Howland Township lost a milestone of its commercial history on March 6, 2014.
On that date, the Howland Springs Water Co. was sold to another water company of Newbury, Ohio. Acreage purchased by Dr. John Sealy, who established an 85-acre health spa for its "healing spring waters," evolved into a state renown vacation resort. What for many decades was the social magnet for the Howland community now no longer exists as one of Ohio's longest continuing companies purchased before Ohio became a state.
The red and white trucks that daily traveled throughout northeast Ohio and northwest Pennsylvania are no longer transporting bottled water to thirsty customers.

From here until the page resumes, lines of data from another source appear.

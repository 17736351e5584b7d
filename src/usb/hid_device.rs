//! USB HID mixer device - one vendor interface, interrupt IN + OUT.
//!
//! Initialises the Embassy USB stack on the nRF52840 hardware USB
//! peripheral. The stack composes the device and configuration
//! descriptors from the same constants as the static tables; HID class
//! requests on our interface are answered by [`MixerHandler`], which
//! serves the HID and report descriptors through the library resolver.

use defmt::{debug, info, warn};
use embassy_nrf::usb::vbus_detect::HardwareVbusDetect;
use embassy_nrf::usb::Driver;
use embassy_nrf::{self, bind_interrupts, peripherals};
use embassy_sync::blocking_mutex::raw::CriticalSectionRawMutex;
use embassy_sync::signal::Signal;
use embassy_time::{Duration, Ticker};
use embassy_usb::control::{InResponse, OutResponse, Recipient, Request, RequestType};
use embassy_usb::driver::{Endpoint, EndpointError, EndpointIn, EndpointOut};
use embassy_usb::types::InterfaceNumber;
use embassy_usb::{Builder, Config, Handler, UsbDevice};
use static_cell::StaticCell;
use volume_mixer::config;
use volume_mixer::descriptors::hid::{HID_CLASS, HID_PROTOCOL_NONE, HID_SUBCLASS_NONE};
use volume_mixer::descriptors::{hid_descriptor, DescriptorRequest};
use volume_mixer::mixer::{FrameDecoder, SinkList, SliderTracker, VolumeReport};
use volume_mixer::{get_descriptor, DescriptorType};

use crate::sliders::Sliders;

bind_interrupts!(struct Irqs {
    USBD => embassy_nrf::usb::InterruptHandler<peripherals::USBD>;
    CLOCK_POWER => embassy_nrf::usb::vbus_detect::InterruptHandler;
});

pub type UsbDriver = Driver<'static, peripherals::USBD, HardwareVbusDetect>;
pub type ReportIn = <UsbDriver as embassy_usb::driver::Driver<'static>>::EndpointIn;
pub type ReportOut = <UsbDriver as embassy_usb::driver::Driver<'static>>::EndpointOut;

// HID class requests (HID 1.11, 7.2).
const HID_REQ_GET_IDLE: u8 = 0x02;
const HID_REQ_SET_IDLE: u8 = 0x0A;

static USB_CONFIG_DESC: StaticCell<[u8; 256]> = StaticCell::new();
static USB_BOS_DESC: StaticCell<[u8; 256]> = StaticCell::new();
static USB_MSOS_DESC: StaticCell<[u8; 64]> = StaticCell::new();
static USB_CTRL_BUF: StaticCell<[u8; 128]> = StaticCell::new();
static MIXER_HANDLER: StaticCell<MixerHandler> = StaticCell::new();

/// Answers the HID class requests addressed to the mixer interface.
struct MixerHandler {
    interface: InterfaceNumber,
    idle: u8,
}

impl MixerHandler {
    fn is_ours(&self, req: &Request) -> bool {
        req.recipient == Recipient::Interface && req.index == self.interface.0 as u16
    }
}

impl Handler for MixerHandler {
    fn reset(&mut self) {
        self.idle = 0;
    }

    fn control_out(&mut self, req: Request, _data: &[u8]) -> Option<OutResponse> {
        if !self.is_ours(&req) || req.request_type != RequestType::Class {
            return None;
        }
        match req.request {
            HID_REQ_SET_IDLE => {
                self.idle = (req.value >> 8) as u8;
                Some(OutResponse::Accepted)
            }
            _ => Some(OutResponse::Rejected),
        }
    }

    fn control_in<'a>(&'a mut self, req: Request, buf: &'a mut [u8]) -> Option<InResponse<'a>> {
        if !self.is_ours(&req) {
            return None;
        }
        match (req.request_type, req.request) {
            (RequestType::Standard, Request::GET_DESCRIPTOR) => {
                let request = DescriptorRequest::from_w_value(req.value);
                let desc = match request.descriptor_type {
                    DescriptorType::Hid | DescriptorType::HidReport => {
                        get_descriptor(req.value, req.index)
                    }
                    _ => None,
                };
                match desc {
                    Some(desc) => {
                        let len = desc.len().min(req.length as usize);
                        debug!("GET_DESCRIPTOR {:?}: {} bytes", request.descriptor_type, len);
                        Some(InResponse::Accepted(&desc[..len]))
                    }
                    None => {
                        warn!("GET_DESCRIPTOR {:?} not supported", request.descriptor_type);
                        Some(InResponse::Rejected)
                    }
                }
            }
            (RequestType::Class, HID_REQ_GET_IDLE) => {
                buf[0] = self.idle;
                Some(InResponse::Accepted(&buf[..1]))
            }
            _ => Some(InResponse::Rejected),
        }
    }
}

/// Build result containing the USB device runner and both report endpoints.
pub struct MixerHidDevice {
    pub device: UsbDevice<'static, UsbDriver>,
    pub report_in: ReportIn,
    pub report_out: ReportOut,
}

/// Initialise the USB stack and create the mixer HID interface.
///
/// Must be called exactly once.  All static buffers are consumed here.
pub fn init(usbd: peripherals::USBD) -> MixerHidDevice {
    // Create the low-level USB driver with hardware VBUS detection.
    let driver = Driver::new(usbd, Irqs, HardwareVbusDetect::new(Irqs));

    // USB device-level configuration.
    let mut usb_config = Config::new(config::USB_VID, config::USB_PID);
    usb_config.manufacturer = Some(config::USB_MANUFACTURER);
    usb_config.product = Some(config::USB_PRODUCT);
    usb_config.serial_number = None;
    usb_config.device_release = config::USB_DEVICE_RELEASE_BCD;
    usb_config.device_class = 0x00;
    usb_config.device_sub_class = 0x00;
    usb_config.device_protocol = 0x00;
    usb_config.composite_with_iads = false;
    usb_config.self_powered = true;
    usb_config.max_power = config::USB_MAX_POWER_MA;
    usb_config.max_packet_size_0 = config::USB_CONTROL_ENDPOINT_SIZE;

    let mut builder = Builder::new(
        driver,
        usb_config,
        USB_CONFIG_DESC.init([0u8; 256]),
        USB_BOS_DESC.init([0u8; 256]),
        USB_MSOS_DESC.init([0u8; 64]),
        USB_CTRL_BUF.init([0u8; 128]),
    );

    let mut function = builder.function(HID_CLASS, HID_SUBCLASS_NONE, HID_PROTOCOL_NONE);
    let mut interface = function.interface();
    let interface_number = interface.interface_number();
    let mut alt = interface.alt_setting(HID_CLASS, HID_SUBCLASS_NONE, HID_PROTOCOL_NONE, None);

    // The builder writes bLength/bDescriptorType itself.
    alt.descriptor(DescriptorType::HID, &hid_descriptor()[2..]);
    let report_in = alt.endpoint_interrupt_in(config::HID_ENDPOINT_SIZE, config::HID_POLL_MS);
    let report_out = alt.endpoint_interrupt_out(config::HID_ENDPOINT_SIZE, config::HID_POLL_MS);
    drop(function);

    let handler = MIXER_HANDLER.init(MixerHandler {
        interface: interface_number,
        idle: 0,
    });
    builder.handler(handler);

    let in_addr = u8::from(report_in.info().addr);
    let out_addr = u8::from(report_out.info().addr);
    if in_addr != config::HID_IN_ENDPOINT || out_addr != config::HID_OUT_ENDPOINT {
        warn!(
            "endpoint addresses {=u8:#x}/{=u8:#x} differ from descriptor tables",
            in_addr, out_addr
        );
    }

    let device = builder.build();

    info!("USB mixer device initialised (interface {=u8})", interface_number.0);

    MixerHidDevice {
        device,
        report_in,
        report_out,
    }
}

/// Run the USB device stack - must be spawned as a dedicated Embassy task.
///
/// This handles USB enumeration, suspend/resume, and endpoint servicing.
pub async fn run_usb_device(mut device: UsbDevice<'static, UsbDriver>) -> ! {
    info!("USB device task started");
    device.run().await
}

/// OUT report task - decodes sink name frames from the host.
///
/// Each completed list is published on `sinks` (display) and `resend`
/// (volume writer, so the host gets volumes for the new list).
pub async fn sink_reader_task(
    mut report_out: ReportOut,
    sinks: &'static Signal<CriticalSectionRawMutex, SinkList>,
    resend: &'static Signal<CriticalSectionRawMutex, ()>,
) -> ! {
    let mut decoder = FrameDecoder::new();
    let mut buf = [0u8; config::HID_ENDPOINT_SIZE as usize];

    loop {
        report_out.wait_enabled().await;
        info!("OUT endpoint enabled - waiting for sink names");

        loop {
            match report_out.read(&mut buf).await {
                Ok(n) => match decoder.push_report(&buf[..n]) {
                    Ok(Some(list)) => {
                        info!("host sent {=usize} sinks", list.len());
                        sinks.signal(list);
                        resend.signal(());
                    }
                    Ok(None) => {}
                    Err(e) => warn!("dropped sink frame: {:?}", e),
                },
                Err(EndpointError::BufferOverflow) => {
                    warn!("OUT report larger than endpoint buffer");
                }
                Err(EndpointError::Disabled) => {
                    decoder.reset();
                    break;
                }
            }
        }
    }
}

/// IN report task - samples the sliders and writes a volume report
/// whenever one moved.
pub async fn volume_writer_task(
    mut report_in: ReportIn,
    mut sliders: Sliders,
    volumes: &'static Signal<CriticalSectionRawMutex, VolumeReport>,
    resend: &'static Signal<CriticalSectionRawMutex, ()>,
) -> ! {
    let mut tracker = SliderTracker::new();
    let mut ticker = Ticker::every(Duration::from_millis(config::SLIDER_SAMPLE_MS));
    let mut buf = [0u8; config::REPORT_SIZE];

    info!("volume writer task started");

    loop {
        report_in.wait_enabled().await;
        tracker.invalidate();

        loop {
            ticker.next().await;

            if resend.try_take().is_some() {
                tracker.invalidate();
            }

            let raw = sliders.read().await;
            let Some(report) = tracker.update(&raw, config::SLIDER_FULL_SCALE) else {
                continue;
            };
            volumes.signal(report);

            let n = report.serialize(&mut buf);
            debug!("volume report {=[u8]}", &buf[..n]);
            match report_in.write(&buf[..n]).await {
                Ok(()) => {}
                Err(EndpointError::Disabled) => break,
                Err(EndpointError::BufferOverflow) => warn!("USB volume write failed"),
            }
        }
    }
}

Many articles, books, and even a few photographs over the years have extolled the many events and stories of Howland Springs. Grace Allison, Wilma Raach, David Pack, Lucile Brown, Raymond Crawford, Wendall Lauth, Ted Hirt, Bob Smith, and myself are only a few among many who have devoted thousands of words in print and orally in order to try and inform Howland residents of the rich history associated with the Connecticut Western Reserve.
Within that framework must be acknowledged the great contributions that Howland Springs made to settling a forested backwoods located west of the barrier of travel - the Appalachian Mountains.
Only the Weathersfield Township Salt Springs could then compare with Howland Springs in being an early focal point for drawing east coast colonists to come to live and visit the newly established state of Ohio's Trumbull County.
Across the Erie Canal route, over the St. Lawrence River / Great Lake route, or through the Cumberland Gap route came settlers beckoned by the prospect of leaving what was in the 1800s becoming a hectic east coast existence. They were eager to start a new life by owning their own property and forming a new state in the wild frontier of North America's west.
Howland Springs' healthy spa waters, miles of flowered and tree-lined walking paths, and the then luxurious Howland Springs Hotel - with a billiard room, bowling alley and ballroom - attracted thousands of individuals.
A physical site for everyday family reunions, important business meetings, festive formal balls and commercial water sales, Howland Springs once had a magnetic drawing power. Even the families of important Civil War military personages and presidents James A. Garfield and William McKinley were frequent visitors to Howland Township.
Now only memories in print remain, as the springs are no longer a source being used to trace back to early Ohio history.
The residents of our Howland community will miss the existence of the Howland Springs Water Co., as well as its last owners - the Lee, Trish and Lexi Offerdahl family. We wish them well, as they have relocated this month to live in sunny Cape Coral, Fla.